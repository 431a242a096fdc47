//! In-memory showtime ledger and a fault-injecting wrapper.
//!
//! - [`InMemoryLedger`]: HashMap-backed ledger whose transitions run under a
//!   single lock, giving the same all-or-nothing compare-and-set the
//!   Postgres ledger gets from a transaction
//! - [`FlakyLedger`]: wraps any ledger and fails a scripted number of calls

#![allow(clippy::unwrap_used)] // Test infrastructure uses unwrap for simplicity
#![allow(clippy::missing_panics_doc)] // Lock poisoning only follows a panicking test

use marquee_core::interval::Interval;
use marquee_core::ledger::{
    LedgerError, ShowtimeLedger, ShowtimeTransition, StoreFuture, TransitionOutcome,
};
use marquee_core::types::{
    Approval, DecisionId, LedgerEntry, OccupancyStatus, PublishedShowtime, RequestId,
    RequestStatus, ScreenId, ShowtimeRequest, UserId,
};
use chrono::{DateTime, NaiveDate, Utc};
use std::collections::HashMap;
use std::sync::atomic::{AtomicUsize, Ordering};
use std::sync::{Arc, Mutex};

#[derive(Debug, Default)]
struct LedgerState {
    requests: HashMap<RequestId, ShowtimeRequest>,
    submission_order: Vec<RequestId>,
    published: HashMap<RequestId, PublishedShowtime>,
    occupied: HashMap<RequestId, Interval>,
}

impl LedgerState {
    fn entries(&self, screen_id: ScreenId, date: NaiveDate) -> Vec<LedgerEntry> {
        let mut entries: Vec<LedgerEntry> = self
            .submission_order
            .iter()
            .filter_map(|id| self.requests.get(id))
            .filter(|request| request.screen_id == screen_id && request.date == date)
            .filter_map(|request| {
                let status = match &request.status {
                    RequestStatus::Pending => OccupancyStatus::Pending,
                    RequestStatus::Approved(_) => OccupancyStatus::Approved,
                    RequestStatus::Rejected(_) => return None,
                };
                Some(LedgerEntry {
                    request_id: request.id,
                    movie_title: request.movie_title.clone(),
                    interval: *self.occupied.get(&request.id)?,
                    status,
                })
            })
            .collect();
        entries.sort_by_key(|entry| entry.interval.start());
        entries
    }
}

/// In-memory ledger for fast, deterministic testing.
///
/// Cloning shares the underlying state, so a test can keep a handle for
/// inspection while the engine owns another.
///
/// # Example
///
/// ```
/// use marquee_testing::InMemoryLedger;
///
/// let ledger = InMemoryLedger::new();
/// assert!(ledger.published().is_empty());
/// ```
#[derive(Clone, Debug)]
pub struct InMemoryLedger {
    state: Arc<Mutex<LedgerState>>,
}

impl InMemoryLedger {
    /// Create an empty ledger
    #[must_use]
    pub fn new() -> Self {
        Self {
            state: Arc::new(Mutex::new(LedgerState::default())),
        }
    }

    /// Seed an already-approved, published showtime sized with `buffer_minutes`.
    ///
    /// Bypasses the overlap check so tests can set up any ledger shape.
    pub fn insert_approved(
        &self,
        mut request: ShowtimeRequest,
        buffer_minutes: u32,
        approved_by: UserId,
        approved_at: DateTime<Utc>,
    ) -> RequestId {
        let showtime = PublishedShowtime::from_request(&request, buffer_minutes, approved_at);
        request.status = RequestStatus::Approved(Approval {
            approved_by,
            approved_at,
            decision_id: DecisionId::new(),
        });
        let id = request.id;
        let mut state = self.state.lock().unwrap();
        state.submission_order.push(id);
        state.requests.insert(id, request);
        state.occupied.insert(id, showtime.interval);
        state.published.insert(id, showtime);
        id
    }

    /// Interval a request currently holds, as stored
    #[must_use]
    pub fn occupied_interval(&self, request_id: RequestId) -> Option<Interval> {
        let state = self.state.lock().unwrap();
        state.occupied.get(&request_id).copied()
    }

    /// Every published showtime
    #[must_use]
    pub fn published(&self) -> Vec<PublishedShowtime> {
        let state = self.state.lock().unwrap();
        let mut published: Vec<_> = state.published.values().cloned().collect();
        published.sort_by_key(|showtime| showtime.interval.start());
        published
    }

    /// Current status of a request
    #[must_use]
    pub fn status_of(&self, request_id: RequestId) -> Option<RequestStatus> {
        let state = self.state.lock().unwrap();
        state.requests.get(&request_id).map(|r| r.status.clone())
    }

    /// Intervals of approved entries on a (screen, date)
    #[must_use]
    pub fn approved_intervals(&self, screen_id: ScreenId, date: NaiveDate) -> Vec<Interval> {
        let state = self.state.lock().unwrap();
        state
            .entries(screen_id, date)
            .into_iter()
            .filter(|entry| entry.status == OccupancyStatus::Approved)
            .map(|entry| entry.interval)
            .collect()
    }

    fn apply_transition(
        &self,
        request_id: RequestId,
        transition: &ShowtimeTransition,
    ) -> Result<TransitionOutcome, LedgerError> {
        let mut state = self.state.lock().unwrap();

        let Some(request) = state.requests.get(&request_id) else {
            return Err(LedgerError::RequestNotFound(request_id.to_string()));
        };
        if !request.status.is_pending() {
            return Ok(TransitionOutcome::AlreadyDecided(request.status.clone()));
        }

        if let ShowtimeTransition::Approve { showtime, .. } = transition {
            let blocking = state
                .entries(request.screen_id, request.date)
                .into_iter()
                .find(|entry| {
                    entry.status == OccupancyStatus::Approved
                        && entry.request_id != request_id
                        && entry.interval.overlaps(&showtime.interval)
                });
            if let Some(blocking) = blocking {
                return Ok(TransitionOutcome::Stale { blocking });
            }
            state.occupied.insert(request_id, showtime.interval);
            state.published.insert(request_id, showtime.clone());
        }

        let request = state
            .requests
            .get_mut(&request_id)
            .ok_or_else(|| LedgerError::RequestNotFound(request_id.to_string()))?;
        request.status = transition.target_status();
        Ok(TransitionOutcome::Committed(request.clone()))
    }
}

impl Default for InMemoryLedger {
    fn default() -> Self {
        Self::new()
    }
}

impl ShowtimeLedger for InMemoryLedger {
    fn list_intervals(
        &self,
        screen_id: ScreenId,
        date: NaiveDate,
    ) -> StoreFuture<'_, Vec<LedgerEntry>, LedgerError> {
        Box::pin(async move {
            let state = self.state.lock().unwrap();
            Ok(state.entries(screen_id, date))
        })
    }

    fn create_pending_request(
        &self,
        request: ShowtimeRequest,
        occupied: Interval,
    ) -> StoreFuture<'_, RequestId, LedgerError> {
        Box::pin(async move {
            let mut state = self.state.lock().unwrap();
            let id = request.id;
            // A retried create must not overwrite a request decided meanwhile
            if !state.requests.contains_key(&id) {
                state.requests.insert(id, request);
                state.occupied.insert(id, occupied);
                state.submission_order.push(id);
            }
            Ok(id)
        })
    }

    fn load_request(
        &self,
        request_id: RequestId,
    ) -> StoreFuture<'_, Option<ShowtimeRequest>, LedgerError> {
        Box::pin(async move {
            let state = self.state.lock().unwrap();
            Ok(state.requests.get(&request_id).cloned())
        })
    }

    fn list_pending_requests(&self) -> StoreFuture<'_, Vec<ShowtimeRequest>, LedgerError> {
        Box::pin(async move {
            let state = self.state.lock().unwrap();
            let mut pending: Vec<ShowtimeRequest> = state
                .submission_order
                .iter()
                .filter_map(|id| state.requests.get(id))
                .filter(|request| request.is_pending())
                .cloned()
                .collect();
            // Stable sort keeps submission order for equal timestamps
            pending.sort_by_key(|request| request.submitted_at);
            Ok(pending)
        })
    }

    fn transition_request(
        &self,
        request_id: RequestId,
        transition: ShowtimeTransition,
    ) -> StoreFuture<'_, TransitionOutcome, LedgerError> {
        Box::pin(async move { self.apply_transition(request_id, &transition) })
    }
}

/// Ledger wrapper that fails a scripted number of calls.
///
/// Two transition failure modes are distinguished:
/// - [`FlakyLedger::fail_transitions`]: the call fails before reaching the
///   store, nothing is written
/// - [`FlakyLedger::lose_acknowledgements`]: the store commits, then the
///   caller sees an error, as when a connection drops after `COMMIT`
pub struct FlakyLedger<L> {
    inner: L,
    failing_reads: AtomicUsize,
    failing_transitions: AtomicUsize,
    lost_acknowledgements: AtomicUsize,
    transition_calls: AtomicUsize,
}

impl<L: ShowtimeLedger> FlakyLedger<L> {
    /// Wrap a ledger; no faults until scripted
    #[must_use]
    pub const fn new(inner: L) -> Self {
        Self {
            inner,
            failing_reads: AtomicUsize::new(0),
            failing_transitions: AtomicUsize::new(0),
            lost_acknowledgements: AtomicUsize::new(0),
            transition_calls: AtomicUsize::new(0),
        }
    }

    /// Fail the next `count` interval reads
    #[must_use]
    pub fn fail_reads(self, count: usize) -> Self {
        self.failing_reads.store(count, Ordering::SeqCst);
        self
    }

    /// Fail the next `count` transitions without applying them
    #[must_use]
    pub fn fail_transitions(self, count: usize) -> Self {
        self.failing_transitions.store(count, Ordering::SeqCst);
        self
    }

    /// Apply the next `count` transitions but report them as failed
    #[must_use]
    pub fn lose_acknowledgements(self, count: usize) -> Self {
        self.lost_acknowledgements.store(count, Ordering::SeqCst);
        self
    }

    /// Transition calls received so far, failed ones included
    #[must_use]
    pub fn transition_calls(&self) -> usize {
        self.transition_calls.load(Ordering::SeqCst)
    }

    /// The wrapped ledger
    #[must_use]
    pub const fn inner(&self) -> &L {
        &self.inner
    }
}

fn take_one(counter: &AtomicUsize) -> bool {
    counter
        .fetch_update(Ordering::SeqCst, Ordering::SeqCst, |n| n.checked_sub(1))
        .is_ok()
}

impl<L: ShowtimeLedger> ShowtimeLedger for FlakyLedger<L> {
    fn list_intervals(
        &self,
        screen_id: ScreenId,
        date: NaiveDate,
    ) -> StoreFuture<'_, Vec<LedgerEntry>, LedgerError> {
        if take_one(&self.failing_reads) {
            return Box::pin(async { Err(LedgerError::Unavailable("injected read timeout".into())) });
        }
        self.inner.list_intervals(screen_id, date)
    }

    fn create_pending_request(
        &self,
        request: ShowtimeRequest,
        occupied: Interval,
    ) -> StoreFuture<'_, RequestId, LedgerError> {
        self.inner.create_pending_request(request, occupied)
    }

    fn load_request(
        &self,
        request_id: RequestId,
    ) -> StoreFuture<'_, Option<ShowtimeRequest>, LedgerError> {
        self.inner.load_request(request_id)
    }

    fn list_pending_requests(&self) -> StoreFuture<'_, Vec<ShowtimeRequest>, LedgerError> {
        self.inner.list_pending_requests()
    }

    fn transition_request(
        &self,
        request_id: RequestId,
        transition: ShowtimeTransition,
    ) -> StoreFuture<'_, TransitionOutcome, LedgerError> {
        self.transition_calls.fetch_add(1, Ordering::SeqCst);
        Box::pin(async move {
            if take_one(&self.failing_transitions) {
                return Err(LedgerError::Unavailable("injected connection reset".into()));
            }
            let outcome = self.inner.transition_request(request_id, transition).await?;
            if take_one(&self.lost_acknowledgements) {
                return Err(LedgerError::Unavailable("injected lost acknowledgement".into()));
            }
            Ok(outcome)
        })
    }
}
----
Task requirements
Reproduce each line of the data containing the word "failed".

Solved problem
    /// Apply the next `count` transitions but report them as failed
    /// Transition calls received so far, failed ones included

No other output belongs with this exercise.